## Problem description
Of the entries below, return only those lines from the line with "pub const CSET82: &str" to the line with "pub const GMN_MIN_LENGTH: usize = 6;", exactly, both included.

(Data items)
------------
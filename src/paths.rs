//! Field paths
//!
//! A field path is the slash-separated chain of local element names from the
//! walk root down to a node, e.g. `MDRDevice/MDRUDIDIData[1]/identifier/DICode`.
//! Instances of repeated elements carry a zero-based `[i]` suffix. Configuration
//! is keyed by the normalized (index-free) form of a path.

use once_cell::sync::Lazy;
use regex::Regex;
use serde::{Deserialize, Serialize};
use std::fmt;

static INDEX_SUFFIX: Lazy<Regex> = Lazy::new(|| Regex::new(r"\[\d+\]").unwrap());

/// Separator between path segments
pub const SEPARATOR: char = '/';

/// An immutable, slash-separated element path
#[derive(Debug, Clone, PartialEq, Eq, Hash, PartialOrd, Ord, Serialize, Deserialize)]
#[serde(transparent)]
pub struct FieldPath(String);

impl FieldPath {
    /// Wrap an existing path string
    pub fn new(path: impl Into<String>) -> Self {
        Self(path.into())
    }

    /// Build a path from ancestor local names, optionally indexing the last segment
    pub fn build<I, S>(ancestors: I, index: Option<usize>) -> Self
    where
        I: IntoIterator<Item = S>,
        S: AsRef<str>,
    {
        let mut path = String::new();
        for name in ancestors {
            if !path.is_empty() {
                path.push(SEPARATOR);
            }
            path.push_str(name.as_ref());
        }
        if let Some(i) = index {
            path.push_str(&format!("[{}]", i));
        }
        Self(path)
    }

    /// Path of a child element
    pub fn child(&self, local_name: &str) -> Self {
        if self.0.is_empty() {
            Self(local_name.to_string())
        } else {
            Self(format!("{}{}{}", self.0, SEPARATOR, local_name))
        }
    }

    /// Path of the `index`-th instance of a repeated element
    pub fn indexed(&self, index: usize) -> Self {
        Self(format!("{}[{}]", self.0, index))
    }

    /// The index-free configuration key for this path
    pub fn normalize(&self) -> Self {
        Self(normalize(&self.0))
    }

    /// Check whether `other` lies strictly below this path
    pub fn is_ancestor_of(&self, other: &str) -> bool {
        other.len() > self.0.len() + 1
            && other.starts_with(self.0.as_str())
            && other[self.0.len()..].starts_with(SEPARATOR)
    }

    /// Iterate over the path segments
    pub fn segments(&self) -> impl Iterator<Item = &str> {
        self.0.split(SEPARATOR).filter(|s| !s.is_empty())
    }

    /// Local name of the last segment, without index suffix
    pub fn local_name(&self) -> &str {
        let last = self.0.rsplit(SEPARATOR).next().unwrap_or("");
        last.split('[').next().unwrap_or(last)
    }

    /// Number of segments
    pub fn depth(&self) -> usize {
        self.segments().count()
    }

    /// Get the path as a string slice
    pub fn as_str(&self) -> &str {
        &self.0
    }
}

impl fmt::Display for FieldPath {
    fn fmt(&self, f: &mut fmt::Formatter<'_>) -> fmt::Result {
        f.write_str(&self.0)
    }
}

impl AsRef<str> for FieldPath {
    fn as_ref(&self) -> &str {
        &self.0
    }
}

impl From<&str> for FieldPath {
    fn from(path: &str) -> Self {
        Self::new(path)
    }
}

/// Join ancestor names into a path, appending `[index]` to the last segment
pub fn build_path<I, S>(ancestors: I, index: Option<usize>) -> FieldPath
where
    I: IntoIterator<Item = S>,
    S: AsRef<str>,
{
    FieldPath::build(ancestors, index)
}

/// Remove every `[<digits>]` index suffix from a path.
///
/// Removal repeats until none is left, so brackets joined by an inner removal
/// (`B[[1]2]`) are removed as well.
pub fn normalize(path: &str) -> String {
    let mut normalized = path.to_string();
    while INDEX_SUFFIX.is_match(&normalized) {
        normalized = INDEX_SUFFIX.replace_all(&normalized, "").into_owned();
    }
    normalized
}

/// Split a segment such as `MDRUDIDIData[2]` into its name and index
pub fn split_index(segment: &str) -> (&str, Option<usize>) {
    if let Some(open) = segment.find('[') {
        if let Some(digits) = segment[open + 1..].strip_suffix(']') {
            if let Ok(index) = digits.parse() {
                return (&segment[..open], Some(index));
            }
        }
    }
    (segment, None)
}
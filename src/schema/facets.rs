//! Simple type constraining facets
//!
//! The facets a simple type accumulates along its restriction chain, and
//! the advisory validation of captured values against them.

use crate::error::{Error, FieldValidationError, Result};
use once_cell::sync::Lazy;
use regex::Regex;

static INTEGER: Lazy<Regex> = Lazy::new(|| Regex::new(r"^[+-]?[0-9]+$").unwrap());
static DECIMAL: Lazy<Regex> =
    Lazy::new(|| Regex::new(r"^[+-]?([0-9]+(\.[0-9]*)?|\.[0-9]+)$").unwrap());
static DATE: Lazy<Regex> =
    Lazy::new(|| Regex::new(r"^-?[0-9]{4,}-[0-9]{2}-[0-9]{2}(Z|[+-][0-9]{2}:[0-9]{2})?$").unwrap());

/// Built-in types whose lexical space is a signed or unsigned integer
const INTEGER_TYPES: &[&str] = &[
    "integer",
    "int",
    "long",
    "short",
    "byte",
    "nonNegativeInteger",
    "positiveInteger",
    "nonPositiveInteger",
    "negativeInteger",
    "unsignedLong",
    "unsignedInt",
    "unsignedShort",
    "unsignedByte",
];

/// How a value-capture collaborator should present a simple field
#[derive(Debug, Clone, Copy, PartialEq, Eq)]
pub enum InputKind {
    /// Single selection from the enumeration
    Select,
    /// Multiple selection from the enumeration, space-joined
    MultiSelect,
    /// `true` / `false` toggle
    Boolean,
    /// Free text, optionally length-capped
    Text,
}

/// Pattern facet using regular expressions.
///
/// XSD patterns match the whole value, so the compiled expression is anchored.
#[derive(Debug, Clone)]
pub struct PatternFacet {
    /// Pattern as written in the schema
    pub pattern: String,
    /// Compiled, anchored regex
    regex: Regex,
}

impl PatternFacet {
    /// Create a new pattern facet
    pub fn new(pattern: &str) -> Result<Self> {
        let translated = pattern
            .replace(r"\i", "[A-Za-z_:]")
            .replace(r"\c", r"[-._:A-Za-z0-9]");
        let regex = Regex::new(&format!("^(?:{})$", translated)).map_err(|e| {
            Error::SchemaLoad(format!("Invalid pattern '{}': {}", pattern, e))
        })?;

        Ok(Self {
            pattern: pattern.to_string(),
            regex,
        })
    }

    /// Check whether a value matches this pattern
    pub fn is_match(&self, value: &str) -> bool {
        self.regex.is_match(value)
    }
}

/// Facets of a simple type
#[derive(Debug, Clone, Default)]
pub struct SimpleFacets {
    /// Local name of the XSD built-in type at the root of the restriction chain
    pub primitive: Option<String>,
    /// Allowed values, in schema order (empty = unconstrained)
    pub enumeration: Vec<String>,
    /// Pattern facets per derivation step; a value must match one pattern of every step
    pub pattern_steps: Vec<Vec<PatternFacet>>,
    /// Exact length
    pub length: Option<usize>,
    /// Minimum length
    pub min_length: Option<usize>,
    /// Maximum length
    pub max_length: Option<usize>,
    /// Space-separated list type
    pub is_list: bool,
}

impl SimpleFacets {
    /// Facets of an XSD built-in type
    pub fn builtin(name: &str) -> Self {
        Self {
            primitive: Some(name.to_string()),
            ..Default::default()
        }
    }

    /// Add the enumeration of a restriction step.
    ///
    /// A step with its own enumeration replaces the inherited one.
    pub fn with_enumeration(mut self, values: Vec<String>) -> Self {
        if !values.is_empty() {
            self.enumeration = values;
        }
        self
    }

    /// Add the patterns of one restriction step
    pub fn with_patterns(mut self, patterns: Vec<PatternFacet>) -> Self {
        if !patterns.is_empty() {
            self.pattern_steps.push(patterns);
        }
        self
    }

    /// Check whether the type is boolean
    pub fn is_boolean(&self) -> bool {
        self.primitive.as_deref() == Some("boolean")
    }

    /// Check whether any pattern applies
    pub fn has_patterns(&self) -> bool {
        !self.pattern_steps.is_empty()
    }

    /// Widget kind for the value-capture collaborator
    pub fn input_kind(&self) -> InputKind {
        if !self.enumeration.is_empty() {
            if self.is_list {
                InputKind::MultiSelect
            } else {
                InputKind::Select
            }
        } else if self.is_boolean() {
            InputKind::Boolean
        } else {
            InputKind::Text
        }
    }

    /// Maximum number of characters for a free-text field
    pub fn max_chars(&self) -> Option<usize> {
        if self.is_list {
            return None;
        }
        self.length.or(self.max_length)
    }

    /// Human-readable constraint summary, e.g. `Min Length: 1 | Max Length: 20`
    pub fn constraint_summary(&self) -> String {
        let mut constraints = Vec::new();
        if let Some(length) = self.length {
            constraints.push(format!("Length: {}", length));
        }
        if let Some(min) = self.min_length {
            constraints.push(format!("Min Length: {}", min));
        }
        if let Some(max) = self.max_length {
            constraints.push(format!("Max Length: {}", max));
        }
        if self.has_patterns() {
            constraints.push("Pattern required".to_string());
        }
        if self.is_list {
            constraints.push("Space-separated list".to_string());
        }
        constraints.join(" | ")
    }

    /// Validate a value against these facets
    pub fn validate(&self, value: &str) -> std::result::Result<(), FieldValidationError> {
        if self.is_list {
            let items: Vec<&str> = value.split_whitespace().collect();
            self.check_length(items.len(), value, "items")?;
            for item in items {
                self.check_item(item)?;
            }
            Ok(())
        } else {
            self.check_length(value.chars().count(), value, "characters")?;
            self.check_item(value)
        }
    }

    fn check_length(
        &self,
        len: usize,
        value: &str,
        unit: &str,
    ) -> std::result::Result<(), FieldValidationError> {
        if let Some(length) = self.length {
            if len != length {
                return Err(FieldValidationError::new(format!(
                    "Length must be exactly {} {}",
                    length, unit
                ))
                .with_reason(format!("Actual length: {}", len))
                .with_value(value));
            }
        }
        if let Some(min) = self.min_length {
            if len < min {
                return Err(FieldValidationError::new(format!(
                    "Length must be at least {} {}",
                    min, unit
                ))
                .with_reason(format!("Actual length: {}", len))
                .with_value(value));
            }
        }
        if let Some(max) = self.max_length {
            if len > max {
                return Err(FieldValidationError::new(format!(
                    "Length must be at most {} {}",
                    max, unit
                ))
                .with_reason(format!("Actual length: {}", len))
                .with_value(value));
            }
        }
        Ok(())
    }

    fn check_item(&self, item: &str) -> std::result::Result<(), FieldValidationError> {
        if !self.enumeration.is_empty() && !self.enumeration.iter().any(|e| e == item) {
            return Err(FieldValidationError::new("Value is not in the enumeration")
                .with_reason(format!("Allowed values: {}", self.enumeration.join(", ")))
                .with_value(item));
        }

        for step in &self.pattern_steps {
            if !step.iter().any(|p| p.is_match(item)) {
                let patterns: Vec<&str> = step.iter().map(|p| p.pattern.as_str()).collect();
                return Err(FieldValidationError::new(format!(
                    "Value does not match pattern '{}'",
                    patterns.join("' or '")
                ))
                .with_value(item));
            }
        }

        self.check_lexical(item)
    }

    fn check_lexical(&self, item: &str) -> std::result::Result<(), FieldValidationError> {
        let Some(primitive) = self.primitive.as_deref() else {
            return Ok(());
        };
        let valid = match primitive {
            "boolean" => matches!(item, "true" | "false" | "1" | "0"),
            "decimal" => DECIMAL.is_match(item),
            "date" => DATE.is_match(item),
            name if INTEGER_TYPES.contains(&name) => INTEGER.is_match(item),
            _ => true,
        };
        if valid {
            Ok(())
        } else {
            Err(
                FieldValidationError::new(format!("Value is not a valid xs:{}", primitive))
                    .with_value(item),
            )
        }
    }
}
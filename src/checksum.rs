//! Identifier check character calculators
//!
//! Two GS1 algorithms are implemented here:
//!
//! - the GMN (Global Model Number) alphanumeric check character pair, used for
//!   Basic UDI-DI identifiers (weighted sum over prime multipliers, modulo 1021)
//! - the GTIN-14 mod-10 check digit, used for UDI-DI identifiers
//!
//! Both functions are pure. Invalid input is always reported as an error, never
//! replaced with a placeholder.

use crate::error::{Error, Result};

/// Descending primes used as multipliers of each GMN data character.
pub const GMN_WEIGHTS: [u32; 23] = [
    83, 79, 73, 71, 67, 61, 59, 53, 47, 43, 41, 37, 31, 29, 23, 19, 17, 13, 11, 7, 5, 3, 2,
];

/// GS1 AI encodable character set 82, in value order.
pub const CSET82: &str =
    "!\"%&'()*+,-./0123456789:;<=>?ABCDEFGHIJKLMNOPQRSTUVWXYZ_abcdefghijklmnopqrstuvwxyz";

/// Subset of the encodable character set used for the check character pair.
pub const CSET32: &str = "23456789ABCDEFGHJKLMNPQRSTUVWXYZ";

/// Minimum GMN data length accepted by the check character algorithm.
pub const GMN_MIN_LENGTH: usize = 6;

/// Maximum GMN data length (one weight per character).
pub const GMN_MAX_LENGTH: usize = GMN_WEIGHTS.len();

/// Number of digits in a GTIN-14 without its check digit.
pub const GTIN14_BASE_LENGTH: usize = 13;

const GMN_MODULUS: u32 = 1021;

/// Value of a character in [`CSET82`], if encodable.
fn cset82_value(c: char) -> Option<u32> {
    if !c.is_ascii() {
        return None;
    }
    CSET82.bytes().position(|b| b == c as u8).map(|p| p as u32)
}

/// Compute the two GMN check characters for `part`.
///
/// `part` must be 6 to 23 characters drawn from [`CSET82`]. The result is
/// always two characters from [`CSET32`].
///
/// ```
/// use eudamed_xml::checksum::gmn_check_characters;
///
/// assert_eq!(gmn_check_characters("1987654Ad4X4bL5ttr2310c").unwrap(), "2K");
/// ```
pub fn gmn_check_characters(part: &str) -> Result<String> {
    let length = part.chars().count();
    if !(GMN_MIN_LENGTH..=GMN_MAX_LENGTH).contains(&length) {
        return Err(Error::InvalidLength {
            length,
            min: GMN_MIN_LENGTH,
            max: GMN_MAX_LENGTH,
        });
    }

    let offset = GMN_WEIGHTS.len() - length;
    let mut sum: u32 = 0;
    for (position, character) in part.chars().enumerate() {
        let value = cset82_value(character).ok_or(Error::InvalidCharacter {
            character,
            position,
        })?;
        sum += value * GMN_WEIGHTS[offset + position];
    }

    let sum = (sum % GMN_MODULUS) as usize;
    let cset32 = CSET32.as_bytes();
    let mut check = String::with_capacity(2);
    check.push(cset32[sum >> 5] as char);
    check.push(cset32[sum & 31] as char);
    Ok(check)
}

/// Compute the GTIN-14 check digit for a 13 digit base.
///
/// Digits are weighted 3, 1, 3, 1, ... from the left; the check digit brings
/// the weighted sum up to the next multiple of ten.
///
/// ```
/// use eudamed_xml::checksum::gtin_check_digit;
///
/// assert_eq!(gtin_check_digit("0001234560001").unwrap(), "2");
/// ```
pub fn gtin_check_digit(base13: &str) -> Result<String> {
    let length = base13.chars().count();
    if length != GTIN14_BASE_LENGTH {
        return Err(Error::InvalidLength {
            length,
            min: GTIN14_BASE_LENGTH,
            max: GTIN14_BASE_LENGTH,
        });
    }

    let mut total = 0;
    for (position, character) in base13.chars().enumerate() {
        let digit = character.to_digit(10).ok_or(Error::InvalidCharacter {
            character,
            position,
        })?;
        total += if position % 2 == 0 { digit * 3 } else { digit };
    }

    let remainder = total % 10;
    let check = if remainder == 0 { 0 } else { 10 - remainder };
    Ok(check.to_string())
}

/// Check whether a complete GMN (data followed by two check characters) is consistent.
pub fn is_valid_gmn(gmn: &str) -> bool {
    let length = gmn.chars().count();
    if length < GMN_MIN_LENGTH + 2 {
        return false;
    }
    let split = gmn
        .char_indices()
        .nth(length - 2)
        .map(|(i, _)| i)
        .unwrap_or(gmn.len());
    let (part, check) = gmn.split_at(split);
    matches!(gmn_check_characters(part), Ok(expected) if expected == check)
}

/// Check whether a complete 14 digit GTIN carries the correct check digit.
pub fn is_valid_gtin14(gtin: &str) -> bool {
    if gtin.len() != GTIN14_BASE_LENGTH + 1 || !gtin.is_ascii() {
        return false;
    }
    let (base, check) = gtin.split_at(GTIN14_BASE_LENGTH);
    matches!(gtin_check_digit(base), Ok(expected) if expected == check)
}

#[cfg(test)]
mod tests {
    use super::*;
    use proptest::prelude::*;

    #[test]
    fn test_character_sets() {
        assert_eq!(CSET82.chars().count(), 82);
        assert_eq!(CSET32.chars().count(), 32);
        assert!(CSET32.chars().all(|c| CSET82.contains(c)));
    }

    #[test]
    fn test_gmn_published_vector() {
        // GS1 General Specifications worked example
        assert_eq!(gmn_check_characters("1987654Ad4X4bL5ttr2310c").unwrap(), "2K");
        assert!(is_valid_gmn("1987654Ad4X4bL5ttr2310c2K"));
        assert!(!is_valid_gmn("1987654Ad4X4bL5ttr2310c2L"));
    }

    #[test]
    fn test_gmn_basic_udi_vectors() {
        assert_eq!(gmn_check_characters("599302877PAY").unwrap(), "U9");
        assert_eq!(gmn_check_characters("599302677TAY").unwrap(), "U3");
        assert_eq!(gmn_check_characters("ABCDEF").unwrap(), "98");
        assert_eq!(gmn_check_characters("123456").unwrap(), "MW");
        assert_eq!(
            gmn_check_characters("12345678901234567890123").unwrap(),
            "NT"
        );
    }

    #[test]
    fn test_gmn_length_bounds() {
        assert!(matches!(
            gmn_check_characters("ABCDE"),
            Err(Error::InvalidLength { length: 5, .. })
        ));
        assert!(matches!(
            gmn_check_characters("123456789012345678901234"),
            Err(Error::InvalidLength { length: 24, .. })
        ));
    }

    #[test]
    fn test_gmn_invalid_character() {
        assert!(matches!(
            gmn_check_characters("ABC DE"),
            Err(Error::InvalidCharacter {
                character: ' ',
                position: 3
            })
        ));
        assert!(matches!(
            gmn_check_characters("ABCDEé"),
            Err(Error::InvalidCharacter { character: 'é', .. })
        ));
    }

    #[test]
    fn test_gtin_published_vectors() {
        // GTIN-13 4006381333931 and 5901234123457, zero padded to GTIN-14
        assert_eq!(gtin_check_digit("0400638133393").unwrap(), "1");
        assert_eq!(gtin_check_digit("0590123412345").unwrap(), "7");
        assert_eq!(gtin_check_digit("0001234560001").unwrap(), "2");
        assert!(is_valid_gtin14("00012345600012"));
        assert!(!is_valid_gtin14("00012345600013"));
    }

    #[test]
    fn test_gtin_weighting() {
        // 0*3 + 5 + 9*3 + 9 + 3*3 + 0 + 2*3 = 56
        assert_eq!(gtin_check_digit("0599302000000").unwrap(), "4");
        assert_eq!(gtin_check_digit("0000000000000").unwrap(), "0");
    }

    #[test]
    fn test_gtin_length_bounds() {
        assert!(matches!(
            gtin_check_digit("059930200000"),
            Err(Error::InvalidLength { length: 12, .. })
        ));
        assert!(matches!(
            gtin_check_digit("05993020000000"),
            Err(Error::InvalidLength { length: 14, .. })
        ));
    }

    #[test]
    fn test_gtin_non_digit() {
        assert!(matches!(
            gtin_check_digit("05993020000A0"),
            Err(Error::InvalidCharacter {
                character: 'A',
                position: 11
            })
        ));
    }

    proptest! {
        #[test]
        fn prop_gmn_output_alphabet(part in "[0-9A-Za-z_:;<=>?!%&'()*+,./-]{6,23}") {
            let first = gmn_check_characters(&part).unwrap();
            let second = gmn_check_characters(&part).unwrap();
            prop_assert_eq!(&first, &second);
            prop_assert_eq!(first.len(), 2);
            prop_assert!(first.chars().all(|c| CSET32.contains(c)));
        }

        #[test]
        fn prop_gtin_single_digit(base in "[0-9]{13}") {
            let check = gtin_check_digit(&base).unwrap();
            prop_assert_eq!(check.len(), 1);
            let full = format!("{}{}", base, check);
            prop_assert!(is_valid_gtin14(&full));
        }
    }
}
//! Read-only schema model
//!
//! The schema model is the element graph the form builder walks: every global
//! element declaration expanded into [`SchemaNode`]s with their cardinality,
//! simple-type facets or ordered content groups. It is built once by the XSD
//! loader in [`parsing`] and never mutated afterwards.

mod facets;
mod parsing;
mod particles;

pub use facets::{InputKind, PatternFacet, SimpleFacets};
pub use particles::{parse_occurs, ContentGroup, ModelType, Occurs, Particle};

use crate::error::{Error, Result};
use crate::limits::Limits;
use crate::namespaces::{local_part, QName};
use indexmap::IndexMap;
use std::collections::HashSet;
use std::path::{Path, PathBuf};
use std::sync::Arc;

/// XML Schema namespace
pub const XSD_NAMESPACE: &str = "http://www.w3.org/2001/XMLSchema";

/// Simple or complex content of an element
#[derive(Debug, Clone)]
pub enum NodeKind {
    /// Text-only content constrained by facets
    Simple(SimpleFacets),
    /// Element content; `None` for an empty content model
    Complex(Option<Arc<ContentGroup>>),
}

/// An element declaration with its resolved type
#[derive(Debug, Clone)]
pub struct SchemaNode {
    /// Qualified element name
    pub name: QName,
    /// Cardinality of this particle
    pub occurs: Occurs,
    /// Resolved content
    pub kind: NodeKind,
    /// Named type of the element, if not anonymous
    pub type_name: Option<QName>,
    /// `xs:documentation` text
    pub documentation: Option<String>,
    /// Schema default value
    pub default: Option<String>,
    /// Schema fixed value
    pub fixed: Option<String>,
}

impl SchemaNode {
    /// Create a mandatory, single-occurrence node
    pub fn new(name: QName, kind: NodeKind) -> Self {
        Self {
            name,
            occurs: Occurs::once(),
            kind,
            type_name: None,
            documentation: None,
            default: None,
            fixed: None,
        }
    }

    /// Set the occurrence bounds
    pub fn with_occurs(mut self, occurs: Occurs) -> Self {
        self.occurs = occurs;
        self
    }

    /// Set the named type
    pub fn with_type_name(mut self, type_name: QName) -> Self {
        self.type_name = Some(type_name);
        self
    }

    /// Set the documentation
    pub fn with_documentation(mut self, documentation: impl Into<String>) -> Self {
        self.documentation = Some(documentation.into());
        self
    }

    /// Create a complex node from a content group
    pub fn complex(name: QName, group: ContentGroup) -> Self {
        Self::new(name, NodeKind::Complex(Some(Arc::new(group))))
    }

    /// Local element name
    pub fn local_name(&self) -> &str {
        &self.name.local_name
    }

    /// Minimum occurrences
    pub fn min_occurs(&self) -> u32 {
        self.occurs.min
    }

    /// Check for simple content
    pub fn is_simple(&self) -> bool {
        matches!(self.kind, NodeKind::Simple(_))
    }

    /// Facets of a simple node
    pub fn facets(&self) -> Option<&SimpleFacets> {
        match &self.kind {
            NodeKind::Simple(facets) => Some(facets),
            NodeKind::Complex(_) => None,
        }
    }

    /// Content group of a complex node
    pub fn content(&self) -> Option<&ContentGroup> {
        match &self.kind {
            NodeKind::Complex(Some(group)) => Some(group),
            _ => None,
        }
    }

    /// Find a child element particle by local name, looking through nested groups
    pub fn find_child(&self, local_name: &str) -> Option<&SchemaNode> {
        self.content()?
            .elements()
            .into_iter()
            .find(|node| node.local_name() == local_name)
    }
}

/// The loaded schema: global element declarations plus namespace metadata
#[derive(Debug, Clone, Default)]
pub struct SchemaModel {
    /// Global elements in declaration order
    elements: IndexMap<QName, SchemaNode>,
    /// `(prefix, namespace)` declarations found on the schema documents
    prefixes: Vec<(String, String)>,
    /// Target namespaces of all loaded documents
    target_namespaces: Vec<String>,
    /// Files the model was loaded from, main document first
    sources: Vec<PathBuf>,
}

impl SchemaModel {
    /// Build a model from already resolved global elements
    pub fn from_elements(elements: impl IntoIterator<Item = SchemaNode>) -> Self {
        let mut model = Self::default();
        for node in elements {
            if let Some(ns) = &node.name.namespace {
                if !model.target_namespaces.contains(ns) {
                    model.target_namespaces.push(ns.clone());
                }
            }
            model.elements.insert(node.name.clone(), node);
        }
        model
    }

    /// Load an XSD file and everything it includes or imports
    pub fn from_file(path: impl AsRef<Path>) -> Result<Self> {
        Self::from_file_with_limits(path, &Limits::default())
    }

    /// Load an XSD file with explicit resource limits
    pub fn from_file_with_limits(path: impl AsRef<Path>, limits: &Limits) -> Result<Self> {
        let model = parsing::load_schema(path.as_ref(), limits)?;
        log::info!(
            "Loaded schema {} ({} global elements)",
            path.as_ref().display(),
            model.elements.len()
        );
        Ok(model)
    }

    /// Load an XSD document from a string.
    ///
    /// Relative include/import locations resolve against the current directory.
    pub fn from_string(xsd: &str) -> Result<Self> {
        parsing::load_schema_str(xsd, &Limits::default())
    }

    /// Look up a global element by local name or Clark name
    pub fn element(&self, name: &str) -> Option<&SchemaNode> {
        if name.starts_with('{') {
            return self.elements.get(&QName::from_clark(name));
        }
        let local = local_part(name);
        self.elements.values().find(|node| node.local_name() == local)
    }

    /// Look up the global element a walk starts from
    pub fn root(&self, name: &str) -> Result<&SchemaNode> {
        self.element(name).ok_or_else(|| {
            Error::StructureMismatch(format!(
                "Could not find {} element definition in schema",
                name
            ))
        })
    }

    /// Iterate over global elements in declaration order
    pub fn elements(&self) -> impl Iterator<Item = &SchemaNode> {
        self.elements.values()
    }

    /// Number of global elements
    pub fn len(&self) -> usize {
        self.elements.len()
    }

    /// Check whether the model declares no global elements
    pub fn is_empty(&self) -> bool {
        self.elements.is_empty()
    }

    /// `(prefix, namespace)` declarations of the schema documents
    pub fn declared_prefixes(&self) -> impl Iterator<Item = (&str, &str)> {
        self.prefixes.iter().map(|(p, u)| (p.as_str(), u.as_str()))
    }

    /// Target namespaces of the loaded documents
    pub fn type_namespaces(&self) -> Vec<String> {
        self.target_namespaces.clone()
    }

    /// Files the model was loaded from
    pub fn sources(&self) -> &[PathBuf] {
        &self.sources
    }

    /// Main schema file, if the model was loaded from disk
    pub fn main_source(&self) -> Option<&Path> {
        self.sources.first().map(PathBuf::as_path)
    }

    /// Visit every element node reachable from the global declarations.
    ///
    /// Shared content groups are visited once.
    pub fn visit_nodes(&self, visitor: &mut dyn FnMut(&SchemaNode)) {
        let mut seen = HashSet::new();
        for node in self.elements.values() {
            visit_node(node, visitor, &mut seen);
        }
    }
}

fn visit_node(
    node: &SchemaNode,
    visitor: &mut dyn FnMut(&SchemaNode),
    seen: &mut HashSet<*const ContentGroup>,
) {
    visitor(node);
    if let NodeKind::Complex(Some(group)) = &node.kind {
        if seen.insert(Arc::as_ptr(group)) {
            visit_group(group, visitor, seen);
        }
    }
}

fn visit_group(
    group: &ContentGroup,
    visitor: &mut dyn FnMut(&SchemaNode),
    seen: &mut HashSet<*const ContentGroup>,
) {
    for particle in &group.particles {
        match particle {
            Particle::Element(node) => visit_node(node, visitor, seen),
            Particle::Group(nested) => visit_group(nested, visitor, seen),
        }
    }
}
------------
## Solution for this problem
pub const CSET82: &str =
    "!\"%&'()*+,-./0123456789:;<=>?ABCDEFGHIJKLMNOPQRSTUVWXYZ_abcdefghijklmnopqrstuvwxyz";

/// Subset of the encodable character set used for the check character pair.
pub const CSET32: &str = "23456789ABCDEFGHJKLMNPQRSTUVWXYZ";

/// Minimum GMN data length accepted by the check character algorithm.
pub const GMN_MIN_LENGTH: usize = 6;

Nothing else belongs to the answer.